Thursday, July 27, 2006

On the Force

I love Star Wars. I love the story, the mythology, the premise, the characters, the cities and the aliens and enduring battle between good and evil played again and again on distant battlefields. And not just the movies, either - the entire body of work that constitutes the Star Wars storyline, from the novels to the games to the comics.

One can tell that a franchise has surmounted the bonds of unreality when an entire community of Star Wars lovers has arisen in both the real world and the electronic one. Star Wars is not merely a successful movie series, nor is its massive popularity a result of nostalgia over the good ol' 1970s (and such arcana that we will never truly know). It has grown into a cultural phenomenon, no less real than Elvis or eating with chopsticks. It is a legitimate facet of global culture - Star Wars is unabashedly Western, but its appeal is universal and it harbors no ill will toward any race or creed (save, of course, those that have been indentified as Profoundly Evil). It embodies a fresh and unfettered view on morality, while at the same time introducing subtle moral vagaries such as the right of redemption. It is simple to understand and yet profoundly deep. The wider universe of Star Wars is a sandbox of the mind, allowing free rein in a galaxy that stretches infinitely in both time and space.

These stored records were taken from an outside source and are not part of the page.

//! Both halves of an RPC stream carried by a [`Transport`].
//!
//! The producing half ([`StreamPublisher`]) sends an opening [`StreamMessage`], then one frame per payload, waiting for
//! the consumer's acknowledgement of each frame before sending the next one, and finally a `closed` frame.
//!
//! The consuming half ([`StreamProtocol`]) acknowledges every frame as soon as it's received and hands the payloads to
//! a [`Listener`](crate::listener::Listener) as a [`StreamSource`].
use std::sync::Arc;

use async_trait::async_trait;
use futures_util::{Stream, StreamExt};
use log::{debug, error};
use prost::Message;

use crate::{
    rpc_protocol::{
        parse::{build_message_identifier, fill_remote_error, parse_protocol_message, ParseErrors},
        RemoteError, RpcMessageTypes, StreamMessage,
    },
    source::{RawMessage, SourceError, StreamSource},
    transports::{Transport, TransportError, TransportEvent},
};

/// It knows how to consume the frames of a stream sent by a [`StreamPublisher`]
///
/// Frames for other message numbers sharing the transport are ignored.
pub struct StreamProtocol<T: Transport + ?Sized> {
    /// the ID of Port
    port_id: u32,
    /// ID of the message that inited the streaming
    message_number: u32,
    /// The last sequence id received in a [`StreamMessage`]
    last_received_sequence_id: u32,
    /// Flag to know if the remote half is closed or closed the stream
    is_remote_closed: bool,
    /// Flag to know if the close notification was already sent to the remote half
    is_local_closed: bool,
    /// The transport used for the communications
    transport: Arc<T>,
}

impl<T: Transport + ?Sized> StreamProtocol<T> {
    pub fn new(transport: Arc<T>, port_id: u32, message_number: u32) -> Self {
        Self {
            port_id,
            message_number,
            last_received_sequence_id: 0,
            is_remote_closed: false,
            is_local_closed: false,
            transport,
        }
    }

    pub fn last_received_sequence_id(&self) -> u32 {
        self.last_received_sequence_id
    }

    pub fn is_remote_closed(&self) -> bool {
        self.is_remote_closed
    }

    fn stream_message(&self, sequence_id: u32, closed: bool, ack: bool) -> StreamMessage {
        let message_type = if ack {
            RpcMessageTypes::StreamAck
        } else {
            RpcMessageTypes::StreamMessage
        };
        StreamMessage {
            port_id: self.port_id,
            sequence_id,
            message_identifier: build_message_identifier(
                message_type as u32,
                self.message_number,
            ),
            payload: vec![],
            closed,
            ack,
        }
    }

    /// It sends an ACK stream message to let the other half know that the stream is opened
    pub async fn acknowledge_open(&self) -> Result<(), TransportError> {
        self.acknowledge(0).await
    }

    /// Ack Message to let know the peer that we are ready to receive another message
    async fn acknowledge(&self, sequence_id: u32) -> Result<(), TransportError> {
        let ack = self.stream_message(sequence_id, false, true);
        self.transport.send(ack.encode_to_vec()).await
    }

    /// Handles a frame addressed to this stream, `None` when the frame isn't a payload for the listener
    async fn process_frame(&mut self, data: &[u8]) -> Option<Result<RawMessage, SourceError>> {
        let (message_type, message_number, stream_message) =
            match parse_protocol_message::<StreamMessage>(data) {
                Ok(parsed) => parsed,
                Err(ParseErrors::IsARemoteError((message_number, remote_error)))
                    if message_number == self.message_number =>
                {
                    self.is_remote_closed = true;
                    return Some(Err(SourceError::Remote {
                        code: remote_error.error_code,
                        message: remote_error.error_message,
                    }));
                }
                Err(error) => {
                    debug!("> StreamProtocol > ignoring frame: {error}");
                    return None;
                }
            };

        if message_number != self.message_number
            || !matches!(message_type, RpcMessageTypes::StreamMessage)
        {
            return None;
        }

        if stream_message.closed {
            debug!(
                "> StreamProtocol > stream {} closed by the remote half",
                self.message_number
            );
            self.is_remote_closed = true;
            return Some(Err(SourceError::Closed));
        }

        if stream_message.sequence_id == 0 {
            if let Err(error) = self.acknowledge_open().await {
                return Some(Err(error.into()));
            }
            return None;
        }

        self.last_received_sequence_id = stream_message.sequence_id;
        if let Err(error) = self.acknowledge(stream_message.sequence_id).await {
            return Some(Err(error.into()));
        }

        Some(Ok(
            RawMessage::new(stream_message.payload).with_sequence(stream_message.sequence_id)
        ))
    }
}

#[async_trait]
impl<T: Transport + ?Sized + 'static> StreamSource for StreamProtocol<T> {
    async fn receive(&mut self) -> Result<RawMessage, SourceError> {
        if self.is_remote_closed || self.is_local_closed {
            return Err(SourceError::Closed);
        }
        loop {
            match self.transport.receive().await {
                Ok(TransportEvent::Message(data)) => {
                    if let Some(result) = self.process_frame(&data).await {
                        return result;
                    }
                }
                Ok(TransportEvent::Connect) => continue,
                Ok(TransportEvent::Error(reason)) => {
                    error!("> StreamProtocol > transport error: {reason}");
                    return Err(TransportError::Internal(reason.into()).into());
                }
                Ok(TransportEvent::Close) => return Err(TransportError::Closed.into()),
                Err(error) => return Err(error.into()),
            }
        }
    }

    /// Lets the producing half know that nobody is listening anymore, unless it already closed the stream
    async fn close(&mut self) {
        if self.is_remote_closed || self.is_local_closed {
            return;
        }
        self.is_local_closed = true;
        let close_message = self.stream_message(self.last_received_sequence_id, true, false);
        if let Err(error) = self.transport.send(close_message.encode_to_vec()).await {
            debug!("> StreamProtocol > couldn't notify the close: {error}");
        }
    }
}

/// How a [`StreamPublisher::publish`] ended
#[derive(Debug, Clone, Copy, PartialEq, Eq)]
pub enum PublishOutcome {
    /// Every payload was acknowledged and the stream was closed
    Completed { sent: u32 },
    /// The consuming half closed the stream first
    ClosedByPeer { sent: u32 },
}

/// Producing half of an RPC stream
pub struct StreamPublisher<T: Transport + ?Sized> {
    port_id: u32,
    message_number: u32,
    transport: Arc<T>,
}

impl<T: Transport + ?Sized> StreamPublisher<T> {
    pub fn new(transport: Arc<T>, port_id: u32, message_number: u32) -> Self {
        Self {
            port_id,
            message_number,
            transport,
        }
    }

    fn stream_message(&self, sequence_id: u32, closed: bool, payload: Vec<u8>) -> StreamMessage {
        StreamMessage {
            closed,
            ack: false,
            sequence_id,
            message_identifier: build_message_identifier(
                RpcMessageTypes::StreamMessage as u32,
                self.message_number,
            ),
            port_id: self.port_id,
            payload,
        }
    }

    /// Sends every payload of `stream` through the transport, one acknowledged frame at a time
    pub async fn publish<S>(&self, stream: S) -> Result<PublishOutcome, TransportError>
    where
        S: Stream<Item = Vec<u8>> + Send,
    {
        let opening_message = self.stream_message(0, false, vec![]);
        self.transport.send(opening_message.encode_to_vec()).await?;
        if !self.wait_ack(0).await? {
            return Ok(PublishOutcome::ClosedByPeer { sent: 0 });
        }

        let mut sequence_number = 0;
        let mut stream = Box::pin(stream);
        while let Some(payload) = stream.next().await {
            sequence_number += 1;
            let current_message = self.stream_message(sequence_number, false, payload);
            self.transport.send(current_message.encode_to_vec()).await?;
            if !self.wait_ack(sequence_number).await? {
                debug!(
                    "> StreamPublisher > stream {} closed by the consumer after {} frames",
                    self.message_number, sequence_number
                );
                return Ok(PublishOutcome::ClosedByPeer {
                    sent: sequence_number,
                });
            }
        }

        let close_message = self.stream_message(sequence_number, true, vec![]);
        self.transport.send(close_message.encode_to_vec()).await?;

        Ok(PublishOutcome::Completed {
            sent: sequence_number,
        })
    }

    /// Ends the stream with an error instead of the next frame
    pub async fn fail(&self, error: impl Into<RemoteError>) -> Result<(), TransportError> {
        let mut remote_error = error.into();
        fill_remote_error(&mut remote_error, self.message_number);
        self.transport.send(remote_error.encode_to_vec()).await
    }

    /// Waits for the acknowledgement of `sequence_id`, `false` when the consumer closed the stream instead
    async fn wait_ack(&self, sequence_id: u32) -> Result<bool, TransportError> {
        loop {
            let data = match self.transport.receive().await? {
                TransportEvent::Message(data) => data,
                TransportEvent::Connect => continue,
                TransportEvent::Error(reason) => {
                    return Err(TransportError::Internal(reason.into()))
                }
                TransportEvent::Close => return Err(TransportError::Closed),
            };

            let (_, message_number, stream_message) =
                match parse_protocol_message::<StreamMessage>(&data) {
                    Ok(parsed) => parsed,
                    Err(error) => {
                        debug!("> StreamPublisher > ignoring frame: {error}");
                        continue;
                    }
                };
            if message_number != self.message_number {
                continue;
            }
            if stream_message.closed {
                return Ok(false);
            }
            if stream_message.ack && stream_message.sequence_id == sequence_id {
                return Ok(true);
            }
        }
    }
}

The movies have ceased to be the only defining aspect of Star Wars - the Star Wars mythos has extended through popular media, tinkered with and expanded by the unceasing labours of hundreds of creative minds. It has grown into one of the largest self-consistent chronologies ever created. It is the ultimate escapist fantasy for the Everyman, but it is by no means an ideal world - it is filled with enough grit and noir to please most who look for quality in the grim and the dirt. The gleaming and immaculate spires of Coruscant against the dusty sandstone of Tatooine or the slime-filled sleaze of Nar Shardaa, the insouciant heroism of Luke against the dark and contorted souls of the most conflicted characters in space opera - Darth Vader, Dooku, Exar Kun and the rest. The supercilious nobility of the Senate against the rough but open manner of smugglers like Han Solo and Talon Karrde - Star Wars has characters that speak to us, that we may identify with, characters that can be loved and hated, characters that change, age, mature. No cookie-cutter Rambos in Star Wars, despite appearances. Not even the Jedi are perfect. The Fall of the Galactic Republic echoes that of Foundation and conversely that of Greece.

One of the best things about Star Wars is its capacity to expand. It is an agglomerate of concepts, ideas, and grand mythologies spawned in hundreds of dreams and visions. It is a sweeping and self-sustaining universe, dynamic and ever-changing, encyclopedic in its detail, grand in premise and scope. Star Trek really cannot hold a candle.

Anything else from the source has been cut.